Coronavirus: what does it mean for your mortgage?

published: 03 March 2021
Read time: 5 minutes

Find out how the latest government announcements relating to coronavirus are affecting the mortgage market – whether you are buying, moving, remortgaging or struggling to make payments

  • The property market is open and in-person valuations, surveys and home moves are allowed in line with covid-secure guidelines

  • Mortgage deals are available for home moversfirst-time buyers and those remortgaging to get a better deal, although rates are frequently changing

  • Mortgage lenders are offering payment freezes of up to six months maximum, for customers financially affected by coronavirus – but interest is still charged during any payment holiday

  • Interest rates have been cut to 0.1%, lowering costs for borrowers already on tracker rate and some variable mortgages – there’s also great deals available for those looking to purchase or remortgage

Looking to buy?

The housing market, including estate agents, lenders, valuers, surveyors and solicitors, is open for business – and now could be a good time to buy.

The government has implemented a temporary increase to the stamp duty threshold to £500,000. This means first-time buyers and home movers in England and Northern Ireland won’t pay stamp duty on the first £500,000 of the property value, from now up until (and inclusive of) 30 June 2021.

In Wales and Scotland, buyers won’t pay the equivalent ‘land and buildings transaction’ up to the higher threshold of £250,000. But this tax break applies up to, and inclusive of, 30 June 2021.

In Wales – unlike the rest of the UK – the tax break does not apply to the purchase of additional properties.

If you’re currently looking to buy, find out how much you could save on stamp duty with our calculator.

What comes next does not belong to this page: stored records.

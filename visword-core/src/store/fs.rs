//! Filesystem-backed document store
//!
//! Documents live in memory (a [`RamStore`]) and the committed state is
//! persisted as a JSON snapshot. Snapshots are written to a temporary
//! sibling and renamed into place, so a crash mid-commit leaves the
//! previous snapshot intact.

use std::fs;
use std::io::{BufReader, BufWriter, Write};
use std::path::{Path, PathBuf};

use super::ram::{RamStore, StoreState};
use super::{DocEntry, DocKey, DocumentStore};
use crate::DocId;
use crate::document::Document;
use crate::error::Result;

/// Snapshot file name inside the store directory
pub const STORE_FILENAME: &str = "documents.json";

/// Store persisted in a directory
#[derive(Clone)]
pub struct FsStore {
    root: PathBuf,
    ram: RamStore,
}

impl FsStore {
    /// Open the store at `root`, creating the directory if needed
    pub fn open(root: impl AsRef<Path>, key_field: &str) -> Result<Self> {
        let root = root.as_ref().to_path_buf();
        fs::create_dir_all(&root)?;
        let state = read_snapshot(&root.join(STORE_FILENAME))?;
        log::debug!(
            "Opened store at {:?} with {} slots",
            root,
            state.docs.len()
        );
        Ok(Self {
            ram: RamStore::from_state(key_field, state),
            root,
        })
    }

    pub fn root(&self) -> &Path {
        &self.root
    }

    fn snapshot_path(&self) -> PathBuf {
        self.root.join(STORE_FILENAME)
    }

    fn persist(&self, state: &StoreState) -> Result<()> {
        let path = self.snapshot_path();
        let tmp = path.with_extension("json.tmp");
        {
            let file = fs::File::create(&tmp)?;
            let mut writer = BufWriter::new(file);
            serde_json::to_writer(&mut writer, state)?;
            writer.flush()?;
            writer.get_ref().sync_all()?;
        }
        fs::rename(&tmp, &path)?;
        Ok(())
    }
}

fn read_snapshot(path: &Path) -> Result<StoreState> {
    if !path.exists() {
        return Ok(StoreState::default());
    }
    let reader = BufReader::new(fs::File::open(path)?);
    Ok(serde_json::from_reader(reader)?)
}

impl DocumentStore for FsStore {
    fn list_documents(&self) -> Result<Vec<DocEntry>> {
        self.ram.list_documents()
    }

    fn max_doc(&self) -> Result<DocId> {
        self.ram.max_doc()
    }

    fn is_live(&self, id: DocId) -> Result<bool> {
        self.ram.is_live(id)
    }

    fn get_document(&self, id: DocId) -> Result<Option<Document>> {
        self.ram.get_document(id)
    }

    fn get_field_values(&self, id: DocId, field: &str) -> Result<Vec<Vec<u8>>> {
        self.ram.get_field_values(id, field)
    }

    fn add_document(&self, doc: Document) -> Result<DocId> {
        self.ram.add_document(doc)
    }

    fn update_document(&self, key: DocKey<'_>, doc: Document) -> Result<DocId> {
        self.ram.update_document(key, doc)
    }

    fn delete_document(&self, key: DocKey<'_>) -> Result<bool> {
        self.ram.delete_document(key)
    }

    fn commit(&self) -> Result<()> {
        let state = self.ram.pending_snapshot();
        self.persist(&state)?;
        self.ram.mark_committed();
        log::debug!("Committed {} slots to {:?}", state.docs.len(), self.root);
        Ok(())
    }

    fn compact(&self) -> Result<()> {
        let removed = self.ram.compact_in_place();
        self.persist(&self.ram.committed_snapshot())?;
        log::debug!("Compaction dropped {} deleted slots", removed);
        Ok(())
    }

    fn rollback(&self) -> Result<()> {
        let state = read_snapshot(&self.snapshot_path())?;
        self.ram.reset(state);
        Ok(())
    }
}

#[cfg(test)]
mod tests {
    use super::*;

    fn make_doc(id: &str) -> Document {
        let mut doc = Document::new();
        doc.add_text("identifier", id);
        doc.add_bytes("surf", vec![1, 2, 3]);
        doc
    }

    #[test]
    fn test_reopen_sees_committed_state_only() {
        let dir = tempfile::tempdir().unwrap();
        {
            let store = FsStore::open(dir.path(), "identifier").unwrap();
            store.add_document(make_doc("a")).unwrap();
            store.commit().unwrap();
            store.add_document(make_doc("b")).unwrap();
        }

        let store = FsStore::open(dir.path(), "identifier").unwrap();
        assert_eq!(store.num_docs().unwrap(), 1);
        assert_eq!(
            store.get_field_values(0, "surf").unwrap(),
            vec![vec![1, 2, 3]]
        );
    }

    #[test]
    fn test_rollback_reloads_snapshot() {
        let dir = tempfile::tempdir().unwrap();
        let store = FsStore::open(dir.path(), "identifier").unwrap();
        store.add_document(make_doc("a")).unwrap();
        store.commit().unwrap();

        store.delete_document(("identifier", "a")).unwrap();
        assert_eq!(store.num_docs().unwrap(), 0);
        store.rollback().unwrap();
        assert_eq!(store.num_docs().unwrap(), 1);
    }

    #[test]
    fn test_compact_persists() {
        let dir = tempfile::tempdir().unwrap();
        let store = FsStore::open(dir.path(), "identifier").unwrap();
        store.add_document(make_doc("a")).unwrap();
        store.add_document(make_doc("b")).unwrap();
        store
            .update_document(("identifier", "a"), make_doc("a"))
            .unwrap();
        store.compact().unwrap();

        let reopened = FsStore::open(dir.path(), "identifier").unwrap();
        assert_eq!(reopened.max_doc().unwrap(), 2);
        assert!(!dir.path().join("documents.json.tmp").exists());
    }
}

If you had agreed an exchange date on a property purchase that was delayed due to coronavirus, some lenders are offering an extension on mortgage offers – sometimes up to six months. But it is a mixed picture. You must also disclose any change in circumstances since then, such as a fall in income due to being furloughed.

The market is also very busy as more people act to take advantage of the stamp duty holiday, which is causing longer than average delays on mortgage processing, according to brokers.

Couple looking over mortgage documents

Looking to remortgage?

With interest rates having been reduced to historic lows of 0.1%, it could be a good time to consider changing your mortgage deal. The first port of call is to check when your existing deal is expiring – but six months before the renewal date is not too early to start the process.

Bear in mind lenders are very busy and repricing their mortgages frequently, which can delay the mortgage application process.

It could be that you decide to change lenders, or simply switch to new deal with your current lender – known as a ‘product transfer’.

Remember, if you don’t take any action, you’ll be automatically reverted onto your lender’s standard variable rate (SVR) when your current deal ends. An SVR could work out significantly more expensive than your current monthly repayment.

You can compare the latest remortgage deals here and speak to an independent mortgage expert free of charge.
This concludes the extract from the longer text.